• WHAT IS BEING ASKED: In the listing below, find the line containing "of a member" and the line containing "pub async fn run(&self)". Repeat exactly those two lines and every line between them.

====== EXERCISE DATA ======

//! Unix socket server for operator commands.
//!
//! Newline-delimited JSON: one [`AdminCommand`] per line in, one
//! [`AdminResponse`] per line out. Besides the operator commands it accepts
//! platform events (`activity`, `join`, `add_member`) so a local deployment
//! can be driven without a chat client.

use crate::error::Result;
use rhizone_ledger::{now_secs, MemberId};
use rhizone_succession::{Member, MemoryPlatform, ServiceHandle, StatsDetail};
use serde::{Deserialize, Serialize};
use std::path::{Path, PathBuf};
use std::sync::Arc;
use tokio::io::{AsyncBufReadExt, AsyncWriteExt, BufReader};
use tokio::net::{UnixListener, UnixStream};

/// Admin command sent over the socket.
#[derive(Debug, Deserialize)]
#[serde(tag = "cmd", rename_all = "snake_case")]
pub enum AdminCommand {
    /// Succession state and lottery standings
    Stats {
        #[serde(default)]
        detail: StatsDetail,
    },
    /// Ancestry of a member
    Lineage { member: MemberId },
    /// Everyone admitted through a member's line
    Progeny {
        member: MemberId,
        #[serde(default)]
        include_inactive: bool,
    },
    /// Custodian passes on the token
    Skip { requester: MemberId },
    /// Resume automatic succession
    ClearSuspension,
    /// Record qualifying activity
    Activity { member: MemberId },
    /// A new member joined
    Join {
        member: MemberId,
        #[serde(default)]
        name: Option<String>,
    },
    /// Register an existing member without admitting them
    AddMember {
        member: MemberId,
        name: String,
        #[serde(default)]
        bot: bool,
    },
    /// Run an audit pass now
    Tick,
    /// Ping (health check)
    Ping,
}

/// Response from admin command.
#[derive(Debug, Serialize)]
#[serde(tag = "status", rename_all = "snake_case")]
pub enum AdminResponse {
    Ok { message: String },
    Error { error: String },
    Data { data: serde_json::Value },
    Bool { value: bool },
    Pong,
}

impl AdminResponse {
    fn error(e: impl std::fmt::Display) -> Self {
        Self::Error {
            error: e.to_string(),
        }
    }

    fn data<T: Serialize>(value: &T) -> Self {
        match serde_json::to_value(value) {
            Ok(data) => Self::Data { data },
            Err(e) => Self::error(e),
        }
    }
}

/// Admin socket server.
pub struct AdminSocket {
    handle: ServiceHandle,
    platform: Arc<MemoryPlatform>,
    socket_path: PathBuf,
}

impl AdminSocket {
    /// Create a new admin socket server.
    pub fn new(handle: ServiceHandle, platform: Arc<MemoryPlatform>, socket_path: &Path) -> Self {
        Self {
            handle,
            platform,
            socket_path: socket_path.to_path_buf(),
        }
    }

    /// Run the admin socket server.
    pub async fn run(&self) -> Result<()> {
        // Remove existing socket file if present
        let _ = std::fs::remove_file(&self.socket_path);

        let listener = UnixListener::bind(&self.socket_path)?;
        tracing::info!("Admin socket listening on {:?}", self.socket_path);

        loop {
            match listener.accept().await {
                Ok((stream, _)) => {
                    let handle = self.handle.clone();
                    let platform = Arc::clone(&self.platform);
                    tokio::spawn(async move {
                        if let Err(e) = handle_connection(stream, handle, platform).await {
                            tracing::error!("Admin connection error: {}", e);
                        }
                    });
                }
                Err(e) => {
                    tracing::error!("Failed to accept admin connection: {}", e);
                }
            }
        }
    }

    /// Get the socket path.
    pub fn socket_path(&self) -> &Path {
        &self.socket_path
    }
}

async fn handle_connection(
    stream: UnixStream,
    handle: ServiceHandle,
    platform: Arc<MemoryPlatform>,
) -> Result<()> {
    let (reader, mut writer) = stream.into_split();
    let mut reader = BufReader::new(reader);
    let mut line = String::new();

    while reader.read_line(&mut line).await? > 0 {
        let response = match serde_json::from_str::<AdminCommand>(&line) {
            Ok(cmd) => execute_command(cmd, &handle, &platform).await,
            Err(e) => AdminResponse::Error {
                error: format!("Invalid command: {}", e),
            },
        };

        let response_json = serde_json::to_string(&response)? + "\n";
        writer.write_all(response_json.as_bytes()).await?;
        line.clear();
    }

    Ok(())
}

/// Run one command against the service.
pub async fn execute_command(
    cmd: AdminCommand,
    handle: &ServiceHandle,
    platform: &MemoryPlatform,
) -> AdminResponse {
    let now = now_secs();
    match cmd {
        AdminCommand::Stats { detail } => match handle.stats(detail).await {
            Ok(report) => AdminResponse::data(&report),
            Err(e) => AdminResponse::error(e),
        },
        AdminCommand::Lineage { member } => match handle.lineage(member).await {
            Ok(lineage) => AdminResponse::data(&lineage),
            Err(e) => AdminResponse::error(e),
        },
        AdminCommand::Progeny {
            member,
            include_inactive,
        } => match handle.progeny(member, include_inactive).await {
            Ok(progeny) => AdminResponse::data(&progeny),
            Err(e) => AdminResponse::error(e),
        },
        AdminCommand::Skip { requester } => match handle.skip(requester, now).await {
            Ok(outcome) => {
                tracing::info!("Member {} skipped grant #{}", requester, outcome.grant);
                AdminResponse::data(&outcome)
            }
            Err(e) => AdminResponse::error(e),
        },
        AdminCommand::ClearSuspension => match handle.clear_suspension().await {
            Ok(value) => AdminResponse::Bool { value },
            Err(e) => AdminResponse::error(e),
        },
        AdminCommand::Activity { member } => match handle.activity(member, now).await {
            Ok(value) => AdminResponse::Bool { value },
            Err(e) => AdminResponse::error(e),
        },
        AdminCommand::Join { member, name } => {
            let name = name.unwrap_or_else(|| member.to_string());
            platform.add_member(Member::new(member, name, now)).await;
            match handle.member_joined(member, now).await {
                Ok(Some(resolution)) => AdminResponse::data(&resolution),
                Ok(None) => AdminResponse::Ok {
                    message: format!("Member {} joined; nothing to resolve", member),
                },
                Err(e) => AdminResponse::error(e),
            }
        }
        AdminCommand::AddMember { member, name, bot } => {
            let mut entry = Member::new(member, name, now);
            if bot {
                entry = entry.as_bot();
            }
            platform.add_member(entry).await;
            tracing::info!("Registered member {}", member);
            // Registration counts as activity so the sweep can see them
            if !bot {
                if let Err(e) = handle.activity(member, now).await {
                    return AdminResponse::error(e);
                }
            }
            AdminResponse::Ok {
                message: format!("Registered member {}", member),
            }
        }
        AdminCommand::Tick => match handle.tick(now).await {
            Ok(outcome) => AdminResponse::data(&outcome),
            Err(e) => AdminResponse::error(e),
        },
        AdminCommand::Ping => AdminResponse::Pong,
    }
}
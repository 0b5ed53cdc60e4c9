//! In-process membership platform.
//!
//! Backs the standalone daemon and the test suite. Members and tokens live
//! in memory; time comes from the system clock unless pinned with
//! [`MemoryPlatform::set_clock`].

use super::{AdmissionToken, Capability, Member, MembershipPlatform};
use crate::error::{Error, Result};
use async_trait::async_trait;
use rand::distributions::Alphanumeric;
use rand::Rng;
use rhizone_ledger::{now_secs, MemberId, Timestamp};
use std::collections::BTreeMap;
use std::time::Duration;
use tokio::sync::RwLock;
use tracing::debug;

const TOKEN_LEN: usize = 8;

#[derive(Debug, Default)]
struct Inner {
    members: BTreeMap<MemberId, Member>,
    tokens: BTreeMap<String, AdmissionToken>,
    clock: Option<Timestamp>,
    issued: u64,
    fail_token_creation: bool,
}

impl Inner {
    fn now(&self) -> Timestamp {
        self.clock.unwrap_or_else(now_secs)
    }
}

/// Membership platform held entirely in memory.
#[derive(Debug, Default)]
pub struct MemoryPlatform {
    inner: RwLock<Inner>,
}

fn generate_code() -> String {
    rand::thread_rng()
        .sample_iter(&Alphanumeric)
        .take(TOKEN_LEN)
        .map(char::from)
        .collect()
}

impl MemoryPlatform {
    pub fn new() -> Self {
        Self::default()
    }

    /// Add or replace a member.
    pub async fn add_member(&self, member: Member) {
        self.inner.write().await.members.insert(member.id, member);
    }

    /// Remove a member (left the community).
    pub async fn remove_member(&self, id: MemberId) -> Option<Member> {
        self.inner.write().await.members.remove(&id)
    }

    /// Pin the platform clock used for token expiry.
    pub async fn set_clock(&self, now: Timestamp) {
        self.inner.write().await.clock = Some(now);
    }

    /// Make subsequent token creation fail.
    pub async fn set_token_failure(&self, fail: bool) {
        self.inner.write().await.fail_token_creation = fail;
    }

    /// Number of tokens issued so far.
    pub async fn issued_tokens(&self) -> u64 {
        self.inner.read().await.issued
    }

    /// Members currently holding a capability.
    pub async fn holders_of(&self, capability: Capability) -> Vec<MemberId> {
        self.inner
            .read()
            .await
            .members
            .values()
            .filter(|m| m.has(capability))
            .map(|m| m.id)
            .collect()
    }
}

#[async_trait]
impl MembershipPlatform for MemoryPlatform {
    async fn list_members(&self) -> Result<Vec<Member>> {
        Ok(self.inner.read().await.members.values().cloned().collect())
    }

    async fn member(&self, id: MemberId) -> Result<Option<Member>> {
        Ok(self.inner.read().await.members.get(&id).cloned())
    }

    async fn create_token(&self, ttl: Duration) -> Result<AdmissionToken> {
        let code = generate_code();
        let mut inner = self.inner.write().await;
        if inner.fail_token_creation {
            return Err(Error::Platform("token creation failed".into()));
        }

        let created_at = inner.now();
        let token = AdmissionToken {
            code: code.clone(),
            created_at,
            expires_at: created_at + ttl.as_secs(),
        };
        inner.tokens.insert(code, token.clone());
        inner.issued += 1;
        debug!("Issued token {}", token.code);
        Ok(token)
    }

    async fn list_outstanding_tokens(&self) -> Result<Vec<AdmissionToken>> {
        let inner = self.inner.read().await;
        let now = inner.now();
        Ok(inner
            .tokens
            .values()
            .filter(|t| t.expires_at > now)
            .cloned()
            .collect())
    }

    async fn revoke_token(&self, code: &str) -> Result<()> {
        self.inner.write().await.tokens.remove(code);
        Ok(())
    }

    async fn grant_capability(&self, member: MemberId, capability: Capability) -> Result<()> {
        if let Some(m) = self.inner.write().await.members.get_mut(&member) {
            m.capabilities.insert(capability);
        }
        Ok(())
    }

    async fn revoke_capability(&self, member: MemberId, capability: Capability) -> Result<()> {
        if let Some(m) = self.inner.write().await.members.get_mut(&member) {
            m.capabilities.remove(&capability);
        }
        Ok(())
    }
}
//! Daemon configuration from the environment.

use crate::error::{Error, Result};
use rhizone_ledger::MemberId;
use rhizone_lottery::ZeroPoolPolicy;
use rhizone_succession::SuccessionConfig;
use std::path::PathBuf;
use std::str::FromStr;
use std::time::Duration;

/// Configuration for a Rhizone node.
#[derive(Debug, Clone)]
pub struct NodeConfig {
    /// Data directory for the ledger
    pub data_dir: PathBuf,

    /// Admin socket path (for rhizone-admin)
    pub admin_socket: PathBuf,

    /// Member recorded as the ledger's root on first start
    pub founder: Option<MemberId>,

    /// Succession tuning
    pub succession: SuccessionConfig,
}

impl NodeConfig {
    /// Create config from environment variables with sensible defaults.
    pub fn from_env() -> Result<Self> {
        Self::from_lookup(|key| std::env::var(key).ok())
    }

    /// Create config from an arbitrary variable source.
    pub fn from_lookup(lookup: impl Fn(&str) -> Option<String>) -> Result<Self> {
        let data_dir = PathBuf::from(
            lookup("RHIZONE_DATA_DIR").unwrap_or_else(|| "./rhizone-data".to_string()),
        );

        let admin_socket = lookup("RHIZONE_ADMIN_SOCKET")
            .map(PathBuf::from)
            .unwrap_or_else(|| data_dir.join("admin.sock"));

        let founder = lookup("RHIZONE_FOUNDER")
            .map(|v| parse::<MemberId>("RHIZONE_FOUNDER", &v))
            .transpose()?;

        let exempt = match lookup("RHIZONE_EXEMPT_MEMBERS") {
            Some(list) => list
                .split(',')
                .map(str::trim)
                .filter(|s| !s.is_empty())
                .map(|s| parse::<MemberId>("RHIZONE_EXEMPT_MEMBERS", s))
                .collect::<Result<Vec<_>>>()?,
            None => Vec::new(),
        };

        let mut succession = SuccessionConfig::default().with_exempt(exempt);
        if let Some(secs) = seconds(&lookup, "RHIZONE_TOKEN_TTL_SECS")? {
            succession = succession.with_token_ttl(secs);
        }
        if let Some(secs) = seconds(&lookup, "RHIZONE_INACTIVITY_WINDOW_SECS")? {
            succession = succession.with_inactivity_window(secs);
        }
        if let Some(secs) = seconds(&lookup, "RHIZONE_RELEASE_AFTER_SECS")? {
            succession = succession.with_release_after(secs);
        }
        if let Some(secs) = seconds(&lookup, "RHIZONE_AUDIT_INTERVAL_SECS")? {
            if secs.is_zero() {
                return Err(Error::Config(
                    "RHIZONE_AUDIT_INTERVAL_SECS must be positive".into(),
                ));
            }
            succession = succession.with_audit_interval(secs);
        }
        if let Some(policy) = lookup("RHIZONE_ZERO_POOL") {
            succession = succession.with_zero_pool(zero_pool(&policy)?);
        }

        Ok(Self {
            data_dir,
            admin_socket,
            founder,
            succession,
        })
    }

    /// Where the RocksDB ledger lives.
    pub fn ledger_dir(&self) -> PathBuf {
        self.data_dir.join("ledger")
    }
}

fn parse<T: FromStr>(key: &str, value: &str) -> Result<T>
where
    T::Err: std::fmt::Display,
{
    value
        .trim()
        .parse()
        .map_err(|e| Error::Config(format!("Invalid {} '{}': {}", key, value, e)))
}

fn seconds(lookup: &impl Fn(&str) -> Option<String>, key: &str) -> Result<Option<Duration>> {
    lookup(key)
        .map(|v| parse::<u64>(key, &v).map(Duration::from_secs))
        .transpose()
}

fn zero_pool(value: &str) -> Result<ZeroPoolPolicy> {
    match value.trim().to_ascii_lowercase().as_str() {
        "uniform" => Ok(ZeroPoolPolicy::Uniform),
        "reject" => Ok(ZeroPoolPolicy::Reject),
        other => Err(Error::Config(format!(
            "Invalid RHIZONE_ZERO_POOL '{}': expected uniform or reject",
            other
        ))),
    }
}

======

• FINAL ANSWER:
    /// Ancestry of a member
    Lineage { member: MemberId },
    /// Everyone admitted through a member's line
    Progeny {
        member: MemberId,
        #[serde(default)]
        include_inactive: bool,
    },
    /// Custodian passes on the token
    Skip { requester: MemberId },
    /// Resume automatic succession
    ClearSuspension,
    /// Record qualifying activity
    Activity { member: MemberId },
    /// A new member joined
    Join {
        member: MemberId,
        #[serde(default)]
        name: Option<String>,
    },
    /// Register an existing member without admitting them
    AddMember {
        member: MemberId,
        name: String,
        #[serde(default)]
        bot: bool,
    },
    /// Run an audit pass now
    Tick,
    /// Ping (health check)
    Ping,
}

/// Response from admin command.
#[derive(Debug, Serialize)]
#[serde(tag = "status", rename_all = "snake_case")]
pub enum AdminResponse {
    Ok { message: String },
    Error { error: String },
    Data { data: serde_json::Value },
    Bool { value: bool },
    Pong,
}

impl AdminResponse {
    fn error(e: impl std::fmt::Display) -> Self {
        Self::Error {
            error: e.to_string(),
        }
    }

    fn data<T: Serialize>(value: &T) -> Self {
        match serde_json::to_value(value) {
            Ok(data) => Self::Data { data },
            Err(e) => Self::error(e),
        }
    }
}

/// Admin socket server.
pub struct AdminSocket {
    handle: ServiceHandle,
    platform: Arc<MemoryPlatform>,
    socket_path: PathBuf,
}

impl AdminSocket {
    /// Create a new admin socket server.
    pub fn new(handle: ServiceHandle, platform: Arc<MemoryPlatform>, socket_path: &Path) -> Self {
        Self {
            handle,
            platform,
            socket_path: socket_path.to_path_buf(),
        }
    }

    /// Run the admin socket server.
    pub async fn run(&self) -> Result<()> {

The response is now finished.